About this exercise
The expected output is exactly the lines below, starting at the line with "pub use execution::ExecutionResult;" and ending at the line with "outside the payload", both included; no other line belongs in it.

Given records
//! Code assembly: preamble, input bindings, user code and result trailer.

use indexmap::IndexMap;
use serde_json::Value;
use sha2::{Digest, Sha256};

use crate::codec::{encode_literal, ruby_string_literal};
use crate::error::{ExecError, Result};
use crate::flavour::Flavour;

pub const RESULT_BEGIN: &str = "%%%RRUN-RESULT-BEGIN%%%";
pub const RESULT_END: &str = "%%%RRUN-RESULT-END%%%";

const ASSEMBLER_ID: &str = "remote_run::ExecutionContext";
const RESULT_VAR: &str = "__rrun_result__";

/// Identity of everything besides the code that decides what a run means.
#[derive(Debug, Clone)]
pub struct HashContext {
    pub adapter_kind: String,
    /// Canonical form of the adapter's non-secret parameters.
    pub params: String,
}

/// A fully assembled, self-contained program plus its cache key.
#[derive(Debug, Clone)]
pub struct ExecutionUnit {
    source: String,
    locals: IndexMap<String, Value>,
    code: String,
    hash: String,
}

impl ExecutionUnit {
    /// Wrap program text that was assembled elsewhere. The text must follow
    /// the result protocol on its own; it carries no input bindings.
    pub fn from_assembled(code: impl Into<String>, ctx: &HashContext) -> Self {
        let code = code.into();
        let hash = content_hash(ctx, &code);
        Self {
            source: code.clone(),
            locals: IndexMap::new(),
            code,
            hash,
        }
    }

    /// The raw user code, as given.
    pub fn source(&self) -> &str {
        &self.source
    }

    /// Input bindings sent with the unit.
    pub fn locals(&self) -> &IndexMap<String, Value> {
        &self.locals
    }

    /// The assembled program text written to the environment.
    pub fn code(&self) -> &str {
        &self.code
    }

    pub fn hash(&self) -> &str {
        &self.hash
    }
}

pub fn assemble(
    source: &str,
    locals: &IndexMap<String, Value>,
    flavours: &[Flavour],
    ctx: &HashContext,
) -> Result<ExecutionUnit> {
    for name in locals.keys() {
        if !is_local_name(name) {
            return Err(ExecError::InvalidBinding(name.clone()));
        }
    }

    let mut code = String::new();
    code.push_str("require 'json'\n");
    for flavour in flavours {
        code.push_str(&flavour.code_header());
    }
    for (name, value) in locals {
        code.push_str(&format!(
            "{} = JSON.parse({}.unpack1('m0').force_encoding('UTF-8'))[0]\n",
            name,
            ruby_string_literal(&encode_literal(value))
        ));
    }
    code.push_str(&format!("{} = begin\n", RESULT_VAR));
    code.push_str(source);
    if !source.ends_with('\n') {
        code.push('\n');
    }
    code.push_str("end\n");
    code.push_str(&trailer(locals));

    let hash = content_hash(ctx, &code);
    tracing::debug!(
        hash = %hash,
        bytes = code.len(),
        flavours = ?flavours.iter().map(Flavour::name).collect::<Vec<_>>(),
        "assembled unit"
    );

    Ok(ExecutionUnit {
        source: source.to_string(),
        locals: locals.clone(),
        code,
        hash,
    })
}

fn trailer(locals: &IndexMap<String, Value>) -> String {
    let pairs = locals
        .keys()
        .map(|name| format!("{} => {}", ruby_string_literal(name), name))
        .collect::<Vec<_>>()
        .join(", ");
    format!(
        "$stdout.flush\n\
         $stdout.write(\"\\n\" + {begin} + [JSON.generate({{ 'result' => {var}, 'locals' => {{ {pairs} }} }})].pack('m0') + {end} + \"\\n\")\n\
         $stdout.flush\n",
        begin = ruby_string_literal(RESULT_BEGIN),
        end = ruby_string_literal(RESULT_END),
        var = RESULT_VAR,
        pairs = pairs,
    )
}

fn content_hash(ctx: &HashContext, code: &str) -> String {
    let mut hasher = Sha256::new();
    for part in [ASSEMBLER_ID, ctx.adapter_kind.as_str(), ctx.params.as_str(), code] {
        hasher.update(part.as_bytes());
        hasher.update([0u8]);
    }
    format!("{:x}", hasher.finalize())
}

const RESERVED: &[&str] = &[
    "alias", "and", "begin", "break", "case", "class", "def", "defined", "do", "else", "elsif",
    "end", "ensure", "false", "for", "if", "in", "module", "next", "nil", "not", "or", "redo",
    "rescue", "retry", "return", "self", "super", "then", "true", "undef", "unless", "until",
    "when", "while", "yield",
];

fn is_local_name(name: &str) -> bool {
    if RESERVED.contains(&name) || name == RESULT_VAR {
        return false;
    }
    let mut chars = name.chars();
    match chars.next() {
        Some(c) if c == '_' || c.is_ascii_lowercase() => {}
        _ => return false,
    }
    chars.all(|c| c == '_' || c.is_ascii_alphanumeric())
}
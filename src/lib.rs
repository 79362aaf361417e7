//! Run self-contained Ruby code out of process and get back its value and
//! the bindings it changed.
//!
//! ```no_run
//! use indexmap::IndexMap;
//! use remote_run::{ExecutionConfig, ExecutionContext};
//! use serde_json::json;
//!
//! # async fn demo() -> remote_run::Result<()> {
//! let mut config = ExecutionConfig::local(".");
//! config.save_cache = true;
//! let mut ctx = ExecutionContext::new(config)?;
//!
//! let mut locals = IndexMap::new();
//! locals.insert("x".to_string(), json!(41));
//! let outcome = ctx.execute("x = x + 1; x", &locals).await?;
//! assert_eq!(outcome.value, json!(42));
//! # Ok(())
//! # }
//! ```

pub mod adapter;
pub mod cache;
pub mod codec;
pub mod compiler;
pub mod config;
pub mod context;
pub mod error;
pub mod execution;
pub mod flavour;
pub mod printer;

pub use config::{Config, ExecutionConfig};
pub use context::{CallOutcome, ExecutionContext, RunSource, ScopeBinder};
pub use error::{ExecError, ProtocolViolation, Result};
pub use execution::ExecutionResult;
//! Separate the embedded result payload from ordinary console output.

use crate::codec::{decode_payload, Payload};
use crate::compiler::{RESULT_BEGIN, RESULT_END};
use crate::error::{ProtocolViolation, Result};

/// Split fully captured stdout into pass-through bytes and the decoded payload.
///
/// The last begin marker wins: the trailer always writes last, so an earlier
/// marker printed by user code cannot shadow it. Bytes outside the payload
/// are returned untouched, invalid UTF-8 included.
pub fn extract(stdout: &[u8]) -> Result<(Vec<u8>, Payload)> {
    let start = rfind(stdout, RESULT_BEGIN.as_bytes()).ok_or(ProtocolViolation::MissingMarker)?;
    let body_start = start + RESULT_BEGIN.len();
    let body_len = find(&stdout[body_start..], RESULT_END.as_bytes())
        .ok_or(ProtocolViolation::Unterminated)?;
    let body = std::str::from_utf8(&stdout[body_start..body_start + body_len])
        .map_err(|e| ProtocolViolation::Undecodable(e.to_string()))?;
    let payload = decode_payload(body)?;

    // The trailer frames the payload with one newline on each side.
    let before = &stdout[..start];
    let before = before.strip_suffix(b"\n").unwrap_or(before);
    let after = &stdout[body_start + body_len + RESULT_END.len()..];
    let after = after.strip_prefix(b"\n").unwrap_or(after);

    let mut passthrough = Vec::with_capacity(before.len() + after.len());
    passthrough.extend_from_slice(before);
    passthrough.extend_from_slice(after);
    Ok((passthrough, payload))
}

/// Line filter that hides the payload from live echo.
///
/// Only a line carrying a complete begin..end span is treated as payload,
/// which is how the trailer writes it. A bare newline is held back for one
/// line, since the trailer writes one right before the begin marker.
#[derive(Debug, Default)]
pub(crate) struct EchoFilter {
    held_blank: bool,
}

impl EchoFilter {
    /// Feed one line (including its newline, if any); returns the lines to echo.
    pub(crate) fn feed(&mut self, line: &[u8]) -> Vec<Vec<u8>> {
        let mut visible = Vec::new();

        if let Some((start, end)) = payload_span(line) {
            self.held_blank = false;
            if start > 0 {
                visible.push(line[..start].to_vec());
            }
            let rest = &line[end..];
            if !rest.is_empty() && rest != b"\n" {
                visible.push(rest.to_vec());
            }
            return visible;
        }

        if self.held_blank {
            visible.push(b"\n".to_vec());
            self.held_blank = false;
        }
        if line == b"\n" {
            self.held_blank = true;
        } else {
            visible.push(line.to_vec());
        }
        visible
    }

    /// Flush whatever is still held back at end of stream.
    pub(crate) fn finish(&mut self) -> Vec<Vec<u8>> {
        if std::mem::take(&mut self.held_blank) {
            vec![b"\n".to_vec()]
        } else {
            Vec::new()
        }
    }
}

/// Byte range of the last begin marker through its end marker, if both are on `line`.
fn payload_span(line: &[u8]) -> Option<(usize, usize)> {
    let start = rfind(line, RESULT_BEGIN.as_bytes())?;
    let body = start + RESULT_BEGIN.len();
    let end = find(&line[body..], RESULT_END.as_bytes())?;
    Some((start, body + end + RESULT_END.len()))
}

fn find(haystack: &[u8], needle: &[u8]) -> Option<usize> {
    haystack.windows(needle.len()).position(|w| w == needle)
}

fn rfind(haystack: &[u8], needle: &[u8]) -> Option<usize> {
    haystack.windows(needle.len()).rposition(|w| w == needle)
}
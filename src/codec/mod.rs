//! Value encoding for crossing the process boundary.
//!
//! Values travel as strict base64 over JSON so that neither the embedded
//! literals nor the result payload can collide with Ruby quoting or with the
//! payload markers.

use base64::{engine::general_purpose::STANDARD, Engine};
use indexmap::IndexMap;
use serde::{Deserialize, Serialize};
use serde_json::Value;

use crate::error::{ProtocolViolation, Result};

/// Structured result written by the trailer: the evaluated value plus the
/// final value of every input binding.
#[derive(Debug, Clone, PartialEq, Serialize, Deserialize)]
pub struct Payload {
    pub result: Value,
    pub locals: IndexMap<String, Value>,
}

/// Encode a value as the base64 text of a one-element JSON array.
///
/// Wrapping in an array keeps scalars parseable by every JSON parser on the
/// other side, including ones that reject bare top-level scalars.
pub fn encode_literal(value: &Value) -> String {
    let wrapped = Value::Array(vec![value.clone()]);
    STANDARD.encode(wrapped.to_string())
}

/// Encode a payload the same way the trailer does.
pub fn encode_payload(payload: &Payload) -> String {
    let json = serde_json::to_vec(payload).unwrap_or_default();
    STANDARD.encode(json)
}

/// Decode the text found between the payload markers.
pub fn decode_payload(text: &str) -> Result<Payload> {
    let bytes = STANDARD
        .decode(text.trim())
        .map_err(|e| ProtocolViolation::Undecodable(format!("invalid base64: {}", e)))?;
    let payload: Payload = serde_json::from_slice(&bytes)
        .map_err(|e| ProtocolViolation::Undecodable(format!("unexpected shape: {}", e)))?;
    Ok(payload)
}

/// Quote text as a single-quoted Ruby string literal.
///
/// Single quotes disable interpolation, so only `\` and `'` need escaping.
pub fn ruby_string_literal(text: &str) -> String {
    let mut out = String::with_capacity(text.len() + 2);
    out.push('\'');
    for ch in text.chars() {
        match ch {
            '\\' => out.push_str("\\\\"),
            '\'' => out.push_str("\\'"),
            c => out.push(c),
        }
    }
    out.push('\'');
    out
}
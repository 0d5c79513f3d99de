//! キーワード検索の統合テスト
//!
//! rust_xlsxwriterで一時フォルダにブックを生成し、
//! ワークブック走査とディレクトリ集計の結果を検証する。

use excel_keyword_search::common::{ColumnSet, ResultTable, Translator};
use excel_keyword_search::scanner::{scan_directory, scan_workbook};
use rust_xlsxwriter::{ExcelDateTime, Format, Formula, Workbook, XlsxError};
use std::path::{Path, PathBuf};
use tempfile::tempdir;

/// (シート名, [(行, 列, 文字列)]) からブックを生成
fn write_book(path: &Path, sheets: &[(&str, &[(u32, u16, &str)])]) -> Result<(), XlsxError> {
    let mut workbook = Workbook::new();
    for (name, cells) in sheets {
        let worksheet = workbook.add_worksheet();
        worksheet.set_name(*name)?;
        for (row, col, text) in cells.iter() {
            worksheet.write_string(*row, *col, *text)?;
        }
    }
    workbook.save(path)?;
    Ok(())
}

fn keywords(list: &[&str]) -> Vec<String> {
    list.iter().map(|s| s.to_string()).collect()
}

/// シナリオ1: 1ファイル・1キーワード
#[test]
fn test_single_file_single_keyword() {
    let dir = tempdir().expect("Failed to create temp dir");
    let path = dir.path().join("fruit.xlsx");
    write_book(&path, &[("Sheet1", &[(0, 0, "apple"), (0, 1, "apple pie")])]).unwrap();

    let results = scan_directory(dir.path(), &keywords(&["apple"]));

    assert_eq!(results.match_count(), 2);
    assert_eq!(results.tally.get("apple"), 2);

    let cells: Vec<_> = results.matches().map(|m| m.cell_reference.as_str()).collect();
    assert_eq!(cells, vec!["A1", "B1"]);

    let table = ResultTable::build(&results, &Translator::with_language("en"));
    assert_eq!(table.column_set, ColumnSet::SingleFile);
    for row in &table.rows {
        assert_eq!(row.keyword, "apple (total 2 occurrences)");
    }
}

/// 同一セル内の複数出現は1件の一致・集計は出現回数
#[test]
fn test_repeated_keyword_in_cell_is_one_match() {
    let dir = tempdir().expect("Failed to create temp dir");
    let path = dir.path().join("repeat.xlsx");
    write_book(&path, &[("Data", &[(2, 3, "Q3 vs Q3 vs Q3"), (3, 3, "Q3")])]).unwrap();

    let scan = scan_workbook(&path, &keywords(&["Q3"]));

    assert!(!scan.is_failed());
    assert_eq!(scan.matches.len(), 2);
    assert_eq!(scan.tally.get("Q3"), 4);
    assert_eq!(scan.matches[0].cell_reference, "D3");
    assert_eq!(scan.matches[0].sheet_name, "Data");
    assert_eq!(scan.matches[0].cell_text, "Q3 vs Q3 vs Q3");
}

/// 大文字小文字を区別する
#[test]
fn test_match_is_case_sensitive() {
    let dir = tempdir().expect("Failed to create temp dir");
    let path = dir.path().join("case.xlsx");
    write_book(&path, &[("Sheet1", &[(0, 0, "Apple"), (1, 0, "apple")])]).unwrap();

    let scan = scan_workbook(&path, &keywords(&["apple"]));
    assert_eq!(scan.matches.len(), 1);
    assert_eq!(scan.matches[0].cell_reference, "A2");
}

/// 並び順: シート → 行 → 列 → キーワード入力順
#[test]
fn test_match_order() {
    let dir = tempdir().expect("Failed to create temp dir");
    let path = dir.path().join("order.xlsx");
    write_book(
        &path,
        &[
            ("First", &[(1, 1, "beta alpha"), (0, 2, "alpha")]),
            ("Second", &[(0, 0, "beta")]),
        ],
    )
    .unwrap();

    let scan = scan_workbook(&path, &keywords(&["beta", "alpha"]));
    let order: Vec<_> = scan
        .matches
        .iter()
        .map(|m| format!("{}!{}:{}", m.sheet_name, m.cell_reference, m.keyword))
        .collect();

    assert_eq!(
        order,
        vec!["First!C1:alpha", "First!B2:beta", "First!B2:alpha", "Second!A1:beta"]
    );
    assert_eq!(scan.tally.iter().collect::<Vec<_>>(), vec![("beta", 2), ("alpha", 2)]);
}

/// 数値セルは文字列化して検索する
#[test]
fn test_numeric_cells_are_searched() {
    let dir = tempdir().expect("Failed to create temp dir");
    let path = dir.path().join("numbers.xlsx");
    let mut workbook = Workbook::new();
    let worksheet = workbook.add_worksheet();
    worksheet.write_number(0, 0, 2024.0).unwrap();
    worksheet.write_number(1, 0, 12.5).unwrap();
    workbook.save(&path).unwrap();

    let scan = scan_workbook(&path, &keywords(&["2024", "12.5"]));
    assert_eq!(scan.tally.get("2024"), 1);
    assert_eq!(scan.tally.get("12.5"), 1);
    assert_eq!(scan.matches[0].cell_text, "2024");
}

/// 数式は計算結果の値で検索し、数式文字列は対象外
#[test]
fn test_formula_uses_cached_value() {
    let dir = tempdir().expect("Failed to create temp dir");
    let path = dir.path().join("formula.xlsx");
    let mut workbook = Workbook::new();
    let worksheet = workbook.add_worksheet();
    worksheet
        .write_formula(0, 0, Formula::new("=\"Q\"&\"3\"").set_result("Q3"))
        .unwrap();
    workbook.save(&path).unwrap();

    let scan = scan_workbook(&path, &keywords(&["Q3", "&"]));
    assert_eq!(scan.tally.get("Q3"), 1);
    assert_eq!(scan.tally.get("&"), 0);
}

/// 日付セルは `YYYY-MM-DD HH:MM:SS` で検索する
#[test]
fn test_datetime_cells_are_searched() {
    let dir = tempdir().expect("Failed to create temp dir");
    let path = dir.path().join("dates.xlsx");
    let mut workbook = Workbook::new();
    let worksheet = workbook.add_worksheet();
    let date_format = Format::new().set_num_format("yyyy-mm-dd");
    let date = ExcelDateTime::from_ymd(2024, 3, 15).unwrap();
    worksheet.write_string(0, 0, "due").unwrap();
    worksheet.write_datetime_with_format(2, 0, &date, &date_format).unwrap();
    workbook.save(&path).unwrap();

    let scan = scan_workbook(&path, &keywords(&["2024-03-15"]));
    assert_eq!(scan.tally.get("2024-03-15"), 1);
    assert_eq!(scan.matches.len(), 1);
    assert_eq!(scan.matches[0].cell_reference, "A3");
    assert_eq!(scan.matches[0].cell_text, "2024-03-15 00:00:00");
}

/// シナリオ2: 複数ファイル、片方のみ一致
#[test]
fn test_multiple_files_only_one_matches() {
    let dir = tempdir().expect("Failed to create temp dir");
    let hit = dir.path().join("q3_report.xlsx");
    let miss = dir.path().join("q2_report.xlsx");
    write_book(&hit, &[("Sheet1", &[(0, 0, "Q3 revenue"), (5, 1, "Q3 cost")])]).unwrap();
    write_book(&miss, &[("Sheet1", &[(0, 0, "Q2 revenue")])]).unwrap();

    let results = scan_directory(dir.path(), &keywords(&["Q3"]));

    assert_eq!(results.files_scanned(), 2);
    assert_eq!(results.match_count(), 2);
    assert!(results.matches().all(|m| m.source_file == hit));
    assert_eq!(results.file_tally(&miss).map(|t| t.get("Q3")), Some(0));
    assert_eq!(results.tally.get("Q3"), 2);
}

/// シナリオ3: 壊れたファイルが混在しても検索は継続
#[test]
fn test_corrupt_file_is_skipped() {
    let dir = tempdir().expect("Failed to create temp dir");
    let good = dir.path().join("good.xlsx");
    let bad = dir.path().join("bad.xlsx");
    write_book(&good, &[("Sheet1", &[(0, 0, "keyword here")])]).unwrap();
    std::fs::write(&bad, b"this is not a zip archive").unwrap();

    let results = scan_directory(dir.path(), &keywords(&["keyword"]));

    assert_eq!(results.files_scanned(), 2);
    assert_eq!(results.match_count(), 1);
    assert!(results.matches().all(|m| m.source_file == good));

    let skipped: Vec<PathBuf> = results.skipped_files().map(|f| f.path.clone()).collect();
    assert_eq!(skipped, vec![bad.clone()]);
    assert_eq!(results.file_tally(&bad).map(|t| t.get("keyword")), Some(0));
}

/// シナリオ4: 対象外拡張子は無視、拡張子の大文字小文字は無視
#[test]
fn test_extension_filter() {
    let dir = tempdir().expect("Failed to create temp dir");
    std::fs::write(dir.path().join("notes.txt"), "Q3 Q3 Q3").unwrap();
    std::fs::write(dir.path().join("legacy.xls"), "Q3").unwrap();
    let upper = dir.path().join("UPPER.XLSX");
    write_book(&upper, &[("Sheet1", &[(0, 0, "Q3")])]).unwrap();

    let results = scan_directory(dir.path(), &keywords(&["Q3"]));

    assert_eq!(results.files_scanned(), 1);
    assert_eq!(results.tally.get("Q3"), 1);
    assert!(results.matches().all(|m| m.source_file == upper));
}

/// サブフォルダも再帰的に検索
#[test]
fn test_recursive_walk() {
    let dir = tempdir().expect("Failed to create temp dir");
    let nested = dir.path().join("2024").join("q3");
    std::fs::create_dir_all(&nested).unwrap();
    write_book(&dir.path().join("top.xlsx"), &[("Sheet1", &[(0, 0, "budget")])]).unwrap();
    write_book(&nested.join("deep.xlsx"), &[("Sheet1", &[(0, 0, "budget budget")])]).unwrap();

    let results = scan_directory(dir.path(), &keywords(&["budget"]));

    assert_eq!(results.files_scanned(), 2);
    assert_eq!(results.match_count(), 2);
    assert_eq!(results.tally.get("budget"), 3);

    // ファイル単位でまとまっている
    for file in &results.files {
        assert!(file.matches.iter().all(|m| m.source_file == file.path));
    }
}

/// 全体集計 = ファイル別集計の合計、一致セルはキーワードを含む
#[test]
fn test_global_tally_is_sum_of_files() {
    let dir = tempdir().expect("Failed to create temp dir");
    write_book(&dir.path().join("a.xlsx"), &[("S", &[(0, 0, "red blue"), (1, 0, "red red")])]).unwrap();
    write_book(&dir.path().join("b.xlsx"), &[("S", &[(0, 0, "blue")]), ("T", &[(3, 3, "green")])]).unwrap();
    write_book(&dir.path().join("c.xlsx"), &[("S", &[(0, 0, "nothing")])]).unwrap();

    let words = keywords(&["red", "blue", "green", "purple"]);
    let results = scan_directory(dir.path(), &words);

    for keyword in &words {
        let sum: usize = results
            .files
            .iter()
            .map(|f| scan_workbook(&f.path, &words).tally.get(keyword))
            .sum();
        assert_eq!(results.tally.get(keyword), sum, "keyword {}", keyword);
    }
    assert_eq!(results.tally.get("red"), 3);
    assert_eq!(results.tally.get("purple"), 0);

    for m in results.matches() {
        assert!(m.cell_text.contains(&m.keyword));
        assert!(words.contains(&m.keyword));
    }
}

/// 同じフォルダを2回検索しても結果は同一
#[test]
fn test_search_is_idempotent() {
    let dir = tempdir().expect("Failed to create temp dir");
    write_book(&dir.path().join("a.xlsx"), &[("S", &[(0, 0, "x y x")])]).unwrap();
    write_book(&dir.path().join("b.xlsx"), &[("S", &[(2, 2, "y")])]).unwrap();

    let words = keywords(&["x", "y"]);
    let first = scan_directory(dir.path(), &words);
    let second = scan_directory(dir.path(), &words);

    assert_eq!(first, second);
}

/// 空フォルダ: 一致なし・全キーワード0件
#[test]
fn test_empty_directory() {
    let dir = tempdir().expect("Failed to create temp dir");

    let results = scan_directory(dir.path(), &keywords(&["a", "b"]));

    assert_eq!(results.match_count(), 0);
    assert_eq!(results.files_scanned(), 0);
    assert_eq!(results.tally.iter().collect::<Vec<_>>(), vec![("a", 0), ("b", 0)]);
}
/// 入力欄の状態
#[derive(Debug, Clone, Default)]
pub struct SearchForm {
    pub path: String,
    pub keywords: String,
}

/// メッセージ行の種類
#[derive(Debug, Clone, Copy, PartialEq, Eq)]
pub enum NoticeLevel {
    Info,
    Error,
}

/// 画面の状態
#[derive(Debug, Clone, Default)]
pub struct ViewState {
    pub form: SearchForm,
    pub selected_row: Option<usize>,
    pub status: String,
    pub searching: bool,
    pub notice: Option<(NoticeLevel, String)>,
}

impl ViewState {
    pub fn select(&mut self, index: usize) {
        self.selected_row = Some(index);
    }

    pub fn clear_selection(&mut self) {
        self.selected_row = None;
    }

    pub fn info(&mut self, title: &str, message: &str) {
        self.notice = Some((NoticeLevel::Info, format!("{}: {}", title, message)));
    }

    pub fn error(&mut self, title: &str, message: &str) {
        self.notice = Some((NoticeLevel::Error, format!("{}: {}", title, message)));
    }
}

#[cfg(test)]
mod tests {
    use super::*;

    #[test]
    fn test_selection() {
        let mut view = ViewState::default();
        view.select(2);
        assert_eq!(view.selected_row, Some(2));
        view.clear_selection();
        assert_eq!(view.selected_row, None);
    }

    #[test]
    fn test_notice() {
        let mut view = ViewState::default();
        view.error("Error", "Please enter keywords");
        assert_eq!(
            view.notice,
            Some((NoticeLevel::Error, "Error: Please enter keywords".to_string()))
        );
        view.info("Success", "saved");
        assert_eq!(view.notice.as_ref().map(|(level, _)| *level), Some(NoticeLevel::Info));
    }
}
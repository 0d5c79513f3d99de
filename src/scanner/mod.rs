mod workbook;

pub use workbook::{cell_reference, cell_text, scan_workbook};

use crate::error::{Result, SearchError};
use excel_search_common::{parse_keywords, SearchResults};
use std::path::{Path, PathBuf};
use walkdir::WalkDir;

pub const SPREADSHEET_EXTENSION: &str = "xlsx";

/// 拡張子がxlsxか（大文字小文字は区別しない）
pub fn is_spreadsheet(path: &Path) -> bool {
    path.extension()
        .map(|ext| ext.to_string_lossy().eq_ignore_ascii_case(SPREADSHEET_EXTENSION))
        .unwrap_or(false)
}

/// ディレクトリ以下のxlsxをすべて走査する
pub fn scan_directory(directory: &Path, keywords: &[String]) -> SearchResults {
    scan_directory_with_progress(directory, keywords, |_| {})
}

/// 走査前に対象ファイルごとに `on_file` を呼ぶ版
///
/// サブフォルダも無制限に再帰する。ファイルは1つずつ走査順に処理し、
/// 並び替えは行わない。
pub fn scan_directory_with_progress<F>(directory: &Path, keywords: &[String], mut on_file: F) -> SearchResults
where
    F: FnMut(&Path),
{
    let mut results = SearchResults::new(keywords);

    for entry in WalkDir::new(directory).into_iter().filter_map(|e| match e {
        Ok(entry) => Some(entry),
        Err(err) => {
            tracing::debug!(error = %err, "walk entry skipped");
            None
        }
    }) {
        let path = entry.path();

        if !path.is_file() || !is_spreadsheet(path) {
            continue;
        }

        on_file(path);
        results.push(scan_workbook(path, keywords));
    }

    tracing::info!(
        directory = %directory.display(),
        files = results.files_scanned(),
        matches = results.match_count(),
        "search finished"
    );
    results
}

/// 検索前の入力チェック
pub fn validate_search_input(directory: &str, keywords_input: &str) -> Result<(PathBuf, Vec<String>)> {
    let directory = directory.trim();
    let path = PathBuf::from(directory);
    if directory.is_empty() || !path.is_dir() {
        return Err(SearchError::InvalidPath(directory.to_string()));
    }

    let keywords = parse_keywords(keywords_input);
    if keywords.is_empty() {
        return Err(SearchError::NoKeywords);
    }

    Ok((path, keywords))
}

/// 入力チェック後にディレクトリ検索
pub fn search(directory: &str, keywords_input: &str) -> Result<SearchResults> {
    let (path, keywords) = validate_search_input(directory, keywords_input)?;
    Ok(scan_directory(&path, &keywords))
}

Task result
pub use execution::ExecutionResult;
//! Separate the embedded result payload from ordinary console output.

use crate::codec::{decode_payload, Payload};
use crate::compiler::{RESULT_BEGIN, RESULT_END};
use crate::error::{ProtocolViolation, Result};

/// Split fully captured stdout into pass-through bytes and the decoded payload.
///
/// The last begin marker wins: the trailer always writes last, so an earlier
/// marker printed by user code cannot shadow it. Bytes outside the payload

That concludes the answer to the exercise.